Dave Groff sez, "TONIGHT city planners will be holding a community consultation on the re-zoning applications, this will be one of the few opportunities at which the public can give input to the planners on a project that could profoundly change our neighbourhoods."

Date: **TONIGHT** Thursday, June 6, 2013
Time: 7:00pm - 9:00 pm
Place: College St United Church, Sanctuary / Auditorium, 454 College Street, northwest corner, College and Bathurst

Kensington is the best neighbourhood in Toronto and practically the last one untouched by rampant condo-ization and chain-storification.

Petition: Don't Let Wal-Mart and a shopping mall destroy Kensington Market


    1. **before your edit**

      I’m guessing that you are unfamiliar with Kensington Market. Ye old google machine would help explain why Toronto would/should care about this, even if there are Walmart’s all around the fringes of the Greater Toronto Area.

      1. So anyone who disagrees with you or questions your thinking in the slightest is a paid agent of your enemies? That’s a brilliant life strategy and not at all a symptom of a mental illness.
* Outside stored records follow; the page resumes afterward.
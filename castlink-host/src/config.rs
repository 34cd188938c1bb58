//! Configuration for the host service.

use std::path::Path;

use serde::{Deserialize, Serialize};

use castlink_core::CaptureSettings;
use castlink_core::frame::{MAX_FPS, MIN_FPS};

/// Top-level configuration loaded from a TOML file.
#[derive(Debug, Clone, Serialize, Deserialize)]
#[serde(default)]
pub struct HostConfig {
    /// Network settings.
    pub network: NetworkConfig,
    /// Screen capture settings.
    pub capture: CaptureConfig,
    /// System audio settings.
    pub audio: AudioConfig,
    /// Remote control settings.
    pub remote_control: RemoteControlConfig,
    /// Logging settings.
    pub logging: LoggingConfig,
}

/// Network configuration.
#[derive(Debug, Clone, Serialize, Deserialize)]
#[serde(default)]
pub struct NetworkConfig {
    /// TCP port to listen on for viewer connections.
    pub listen_port: u16,
}

/// Screen capture configuration.
#[derive(Debug, Clone, Serialize, Deserialize)]
#[serde(default)]
pub struct CaptureConfig {
    /// Target frames per second.
    pub fps: u32,
    /// JPEG quality (1..=100).
    pub quality: u8,
    /// Downsample factor applied to both dimensions (0 < f ≤ 1).
    pub scale: f32,
    /// Screen index to capture (0 = primary).
    pub screen_index: usize,
}

/// System audio configuration.
#[derive(Debug, Clone, Serialize, Deserialize)]
#[serde(default)]
pub struct AudioConfig {
    /// Capture and broadcast system audio.
    pub enabled: bool,
    /// Capture sample rate in Hz.
    pub sample_rate: u32,
    /// Capture channel count.
    pub channels: u16,
    /// Chunk duration in milliseconds.
    pub chunk_ms: u32,
}

/// Remote control configuration.
#[derive(Debug, Clone, Serialize, Deserialize)]
#[serde(default)]
pub struct RemoteControlConfig {
    /// Whether viewers may enable remote control at all.
    pub allowed: bool,
}

/// Logging settings.
#[derive(Debug, Clone, Serialize, Deserialize)]
#[serde(default)]
pub struct LoggingConfig {
    /// Log level: "trace", "debug", "info", "warn", "error".
    pub level: String,
}

// ── Defaults ─────────────────────────────────────────────────────

impl Default for HostConfig {
    fn default() -> Self {
        Self {
            network: NetworkConfig::default(),
            capture: CaptureConfig::default(),
            audio: AudioConfig::default(),
            remote_control: RemoteControlConfig::default(),
            logging: LoggingConfig::default(),
        }
    }
}

impl Default for NetworkConfig {
    fn default() -> Self {
        Self { listen_port: 9750 }
    }
}

impl Default for CaptureConfig {
    fn default() -> Self {
        Self {
            fps: 30,
            quality: 80,
            scale: 1.0,
            screen_index: 0,
        }
    }
}

impl Default for AudioConfig {
    fn default() -> Self {
        Self {
            enabled: true,
            sample_rate: 48_000,
            channels: 2,
            chunk_ms: 16,
        }
    }
}

impl Default for RemoteControlConfig {
    fn default() -> Self {
        Self { allowed: true }
    }
}

impl Default for LoggingConfig {
    fn default() -> Self {
        Self {
            level: "info".into(),
        }
    }
}

// ── Loading ──────────────────────────────────────────────────────

impl HostConfig {
    /// Load configuration from a TOML file, falling back to defaults.
    pub fn load(path: &Path) -> Self {
        match std::fs::read_to_string(path) {
            Ok(contents) => toml::from_str(&contents).unwrap_or_else(|e| {
                tracing::warn!("invalid config {}: {e}; using defaults", path.display());
                Self::default()
            }),
            Err(_) => {
                tracing::info!("no config at {}; using defaults", path.display());
                Self::default()
            }
        }
    }

    /// Convert capture settings into core [`CaptureSettings`].
    pub fn to_capture_settings(&self) -> CaptureSettings {
        CaptureSettings {
            target_fps: self.capture.fps.clamp(MIN_FPS, MAX_FPS),
            jpeg_quality: self.capture.quality.clamp(1, 100),
            downsample: if self.capture.scale > 0.0 && self.capture.scale <= 1.0 {
                self.capture.scale
            } else {
                1.0
            },
            screen_index: self.capture.screen_index,
        }
    }
}

// ── Tests ────────────────────────────────────────────────────────

#[cfg(test)]
mod tests {
    use super::*;

    #[test]
    fn default_config_serializes() {
        let cfg = HostConfig::default();
        let text = toml::to_string_pretty(&cfg).unwrap();
        assert!(text.contains("listen_port"));
        assert!(text.contains("fps"));
        assert!(text.contains("chunk_ms"));
    }

    #[test]
    fn roundtrip_config() {
        let cfg = HostConfig::default();
        let text = toml::to_string_pretty(&cfg).unwrap();
        let parsed: HostConfig = toml::from_str(&text).unwrap();
        assert_eq!(parsed.network.listen_port, 9750);
        assert_eq!(parsed.capture.fps, 30);
        assert!(parsed.remote_control.allowed);
    }

    #[test]
    fn to_capture_settings_clamps() {
        let mut cfg = HostConfig::default();
        cfg.capture.fps = 1000;
        cfg.capture.scale = 3.0;
        let settings = cfg.to_capture_settings();
        assert_eq!(settings.target_fps, MAX_FPS);
        assert_eq!(settings.downsample, 1.0);
    }

    #[test]
    fn partial_toml_uses_defaults() {
        let parsed: HostConfig = toml::from_str("[capture]\nfps = 15\n").unwrap();
        assert_eq!(parsed.capture.fps, 15);
        assert_eq!(parsed.capture.quality, 80);
        assert_eq!(parsed.network.listen_port, 9750);
    }
}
        1. Not at all evann, but people the people who always show up (without fail) in Wal-Mart threads with 0 posting history to suddenly knee jerkingly (we’ll call that word) defend Wal-Mart are likely astroturfers or spammers of some kind, or have the “mental illness” that you speak of.

          1. You’re wrong about the grandparent having 0 friends on Facebook. He’s just not sharing information about his friends publicly. He’s got dozens of status updates going back at least a year, many of which have comments and likes. He’s also got a spouse listed, and her page has posts and public friends. Could still be fake, I guess, but this is where we play “Which is more likely”:

            A) Wal*Mart cares so much that they spend God knows how many hours establishing hundreds of fake Facebook profiles just so they can post a completely worthless two-word comment

            B) Someone disagrees with you

          2.  My bad. I’m sure he’ll be back to back up that completely reasonable NIMBY comment that people took issue with….

    1. NIMBY suggests that the person wants the thing, just not where they live. If you believe that, you have no idea what kind of neighbourhood you’re talking about.

  1. The proposed development at College and Bathurst isn’t really in the market. If it’s built, I trust that Torontonians will simply shrug their shoulders and carry on supporting the independent shops in Kensington. I doubt the Walmart would have much of an effect.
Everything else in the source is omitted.